A low resting heart rate (RHR) is associated with an increased risk of atrial fibrillation (AF), and this is common in older people. Whether a low RHR in older people can predict recurrence of AF after catheter ablation is unclear. A total of 329 consecutive patients ≥65 years of age with paroxysmal AF who underwent index circumferential pulmonary vein isolation were prospectively enrolled. A 10-second standard resting 12-lead electrocardiogram in sinus rhythm was recorded to measure the RR interval, P-wave duration, and PR interval. The RHR was calculated based on the mean RR interval. During a mean follow-up period of 17.0 ± 8.3 months (range, 3 to 32 months), 96 (29.2%) patients developed recurrence of AF. The AF recurrence rate was 46.2%, 32.3%, and 25.4% in patients with an RHR <50, 50 to 59, and ≥60 beats/min, respectively (log-rank test, p = 0.009).

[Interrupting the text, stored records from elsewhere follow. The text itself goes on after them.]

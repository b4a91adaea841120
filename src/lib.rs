//! # offline-map
//!
//! A slippy map engine: given a camera (latitude, longitude, zoom) it fetches,
//! caches and composites 256px raster tiles onto a drawing surface, and lets a
//! user pan (drag) and zoom (wheel) that camera.
//!
//! The pieces, leaves first:
//! - [`core::projection`]: Web Mercator lat/lng <-> fractional tile math
//! - [`tiles::spiral`]: center-outward ordering of the tiles covering a viewport
//! - [`tiles::cache`]: decoded-image cache with a persistent byte tier and the
//!   data behind the stale-frame guard
//! - [`core::camera`]: the authoritative view state and its clamping rules
//! - [`input`]: drag tracking and debounced wheel zoom
//! - [`rendering`]: the per-frame compositor and drawing surfaces
//! - [`core::map::MapView`]: the widget instance tying all of it together

pub mod core;
pub mod input;
pub mod prelude;
pub mod rendering;
pub mod runtime;
pub mod tiles;
pub use crate::core::constants;

// Re-export public API
pub use crate::core::{
    builder::MapBuilder,
    camera::Camera,
    config::{ConfigOverrides, MapConfig, MapProps},
    geo::{LatLng, Point, Size, TileCoord},
    map::MapView,
};

pub use crate::input::{events::InputEvent, handler::InputController};

pub use crate::rendering::{renderer::Renderer, surface::Surface};

pub use crate::tiles::{cache::TileCache, source::TileKey, spiral::spiral};

/// Result type used throughout the library
pub type Result<T> = std::result::Result<T, MapError>;

/// Common error types
#[derive(Debug, thiserror::Error)]
pub enum MapError {
    #[error("IO error: {0}")]
    Io(#[from] std::io::Error),

    #[error("Network error: {0}")]
    Network(#[from] reqwest::Error),

    #[error("HTTP {status} for {url}")]
    Http { status: u16, url: String },

    #[error("Serialization error: {0}")]
    Serialization(#[from] serde_json::Error),

    #[error("Image error: {0}")]
    Image(#[from] image::ImageError),

    #[error("Store error: {0}")]
    Store(String),

    #[error("Invalid configuration: {0}")]
    Config(String),

    #[error("Runtime error: {0}")]
    Runtime(String),
}

/// Error type alias for convenience
pub type Error = MapError;
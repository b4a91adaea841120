use crate::core::geo::{Point, Size};
use serde::{Deserialize, Serialize};

/// Input events fed to a map view, in host coordinates
#[derive(Debug, Clone, PartialEq, Serialize, Deserialize)]
pub enum InputEvent {
    /// Primary button pressed; starts a drag
    PointerDown { position: Point },
    /// Pointer moved; pans only while dragging
    PointerMove { position: Point },
    /// Primary button released; ends the drag
    PointerUp,
    /// Scroll wheel, positive delta zooms out
    Wheel { delta: f64 },
    /// Container resized
    Resize { size: Size },
}

impl InputEvent {
    pub fn pointer_down(x: f64, y: f64) -> Self {
        InputEvent::PointerDown {
            position: Point::new(x, y),
        }
    }

    pub fn pointer_move(x: f64, y: f64) -> Self {
        InputEvent::PointerMove {
            position: Point::new(x, y),
        }
    }

    pub fn wheel(delta: f64) -> Self {
        InputEvent::Wheel { delta }
    }

    pub fn resize(width: u32, height: u32) -> Self {
        InputEvent::Resize {
            size: Size::new(width, height),
        }
    }
}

Cox regression analysis with adjustment for P-wave duration and the CHADS2 score showed that an RHR <50 beats/min (hazard ratio [HR] 1.92, 95% confidence interval [CI] 1.12 to 3.28, p = 0.017), advanced interatrial block (HR 1.82, 95% CI 1.09 to 3.04, p = 0.022), and left atrial diameter (HR 1.05, 95% CI 1.00 to 1.09, p = 0.029) were independent predictors of recurrence of AF after catheter ablation. In conclusion, in people ≥65 years of age, an RHR <50 beats/min is an independent predictor of AF recurrence in patients who have undergone catheter ablation for paroxysmal AF.